## EXERCISE OBJECTIVE
Show all lines of the entries in which the word "acyclic" is found.

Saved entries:
-- Opening Marker --

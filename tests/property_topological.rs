// tests/property_topological.rs

mod common;
use crate::common::fake_pipeline;

use std::collections::HashMap;

use pipedag::dag::Registry;
use pipedag::store::MemoryArtifactStore;
use pipedag::types::Target;
use pipedag_test_utils::{ConfigFileBuilder, TaskConfigBuilder};
use proptest::prelude::*;

/// Random DAG: task `i` may only depend on tasks with a lower index, so the
/// graph is acyclic. Tasks are declared in a shuffled order, so a task often
/// appears in the document before its dependencies.
fn dag_strategy() -> impl Strategy<Value = (Vec<Vec<usize>>, Vec<usize>)> {
    (1usize..12).prop_flat_map(|n| {
        let deps = (0..n)
            .map(|i| proptest::collection::vec(0..i.max(1), 0..=i.min(3)))
            .collect::<Vec<_>>();
        let order = Just((0..n).collect::<Vec<_>>()).prop_shuffle();
        (deps, order)
    })
}

fn build(deps: &[Vec<usize>], order: &[usize]) -> pipedag::config::ConfigFile {
    let mut builder = ConfigFileBuilder::new();
    for &i in order {
        let mut task = TaskConfigBuilder::shell("true").output(&format!("out/t{i}.txt"));
        let mut seen = Vec::new();
        for &d in &deps[i] {
            if d < i && !seen.contains(&d) {
                seen.push(d);
                task = task.after(&format!("t{d}"));
            }
        }
        builder = builder.with_task(&format!("t{i}"), task);
    }
    builder.build()
}

fn positions<'a>(names: impl IntoIterator<Item = &'a str>) -> HashMap<String, usize> {
    names
        .into_iter()
        .enumerate()
        .map(|(pos, name)| (name.to_string(), pos))
        .collect()
}

proptest! {
    #[test]
    fn topological_order_respects_every_dependency((deps, order) in dag_strategy()) {
        let cfg = build(&deps, &order);
        let registry = Registry::from_config(&cfg).expect("acyclic by construction");

        let registered = positions(registry.task_names());
        for task in registry.topological_order() {
            for dep in &task.deps {
                prop_assert!(registered[dep] < registered[&task.name]);
            }
        }

        let topo = registry.topological_order();
        prop_assert_eq!(topo.len(), deps.len());
        let pos = positions(topo.iter().map(|t| t.name.as_str()));
        for task in &topo {
            for dep in &task.deps {
                prop_assert!(pos[dep] < pos[&task.name], "{} before {}", dep, task.name);
            }
        }
    }

    #[test]
    fn first_plan_contains_every_task_in_a_valid_order((deps, order) in dag_strategy()) {
        let cfg = build(&deps, &order);
        let store = MemoryArtifactStore::new();
        let pipeline = fake_pipeline(&cfg, &store);

        let plan = pipeline.plan(&Target::All).expect("plan");
        prop_assert_eq!(plan.len(), deps.len());
        prop_assert!(plan.fresh.is_empty());

        let pos = positions(plan.task_names());
        for step in &plan.steps {
            for dep in pipeline.registry().dependencies_of(&step.name) {
                prop_assert!(pos[dep] < pos[&step.name]);
            }
        }
    }

    #[test]
    fn subgraph_plan_is_the_dependency_closure((deps, order) in dag_strategy()) {
        let cfg = build(&deps, &order);
        let store = MemoryArtifactStore::new();
        let pipeline = fake_pipeline(&cfg, &store);
        let target = format!("t{}", deps.len() - 1);

        let plan = pipeline.plan(&Target::task(target.clone())).expect("plan");
        let mut expected: Vec<String> = pipeline
            .registry()
            .transitive_dependencies(&target)
            .expect("known task")
            .into_iter()
            .map(|t| t.name.clone())
            .collect();
        expected.push(target.clone());

        let mut got: Vec<String> = plan.task_names().into_iter().map(String::from).collect();
        prop_assert_eq!(got.last(), Some(&target));
        got.sort();
        expected.sort();
        prop_assert_eq!(got, expected);
    }
}
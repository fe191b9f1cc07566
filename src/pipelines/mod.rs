// src/pipelines/mod.rs

//! Built-in pipelines, selected with `[config].pipeline`.

pub mod wgcna;

use crate::config::Params;
use crate::dag::RegistryBuilder;
use crate::errors::{PipedagError, Result};
use crate::store::ArtifactStore;

/// Names accepted by `[config].pipeline`.
pub const BUILTIN_NAMES: &[&str] = &[wgcna::NAME];

pub fn is_builtin(name: &str) -> bool {
    BUILTIN_NAMES.contains(&name)
}

/// Register the stages of built-in pipeline `name`.
pub fn register_builtin(name: &str, builder: &mut RegistryBuilder<'_>) -> Result<()> {
    match name {
        wgcna::NAME => wgcna::register(builder),
        other => Err(unknown(other)),
    }
}

/// Check that the input files a built-in pipeline reads are present.
pub fn check_inputs<S>(name: &str, params: &Params, store: &S) -> Result<()>
where
    S: ArtifactStore + ?Sized,
{
    match name {
        wgcna::NAME => wgcna::check_inputs(params, store),
        other => Err(unknown(other)),
    }
}

/// Default configuration document for `pipedag config`.
pub fn default_config(name: &str) -> Result<&'static str> {
    match name {
        wgcna::NAME => Ok(wgcna::DEFAULT_CONFIG),
        other => Err(unknown(other)),
    }
}

fn unknown(name: &str) -> PipedagError {
    PipedagError::ConfigError(format!(
        "unknown built-in pipeline '{name}' (known: {})",
        BUILTIN_NAMES.join(", ")
    ))
}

-- Closing Marker --

## TASK ANSWER
/// graph is acyclic. Tasks are declared in a shuffled order, so a task often
        let registry = Registry::from_config(&cfg).expect("acyclic by construction");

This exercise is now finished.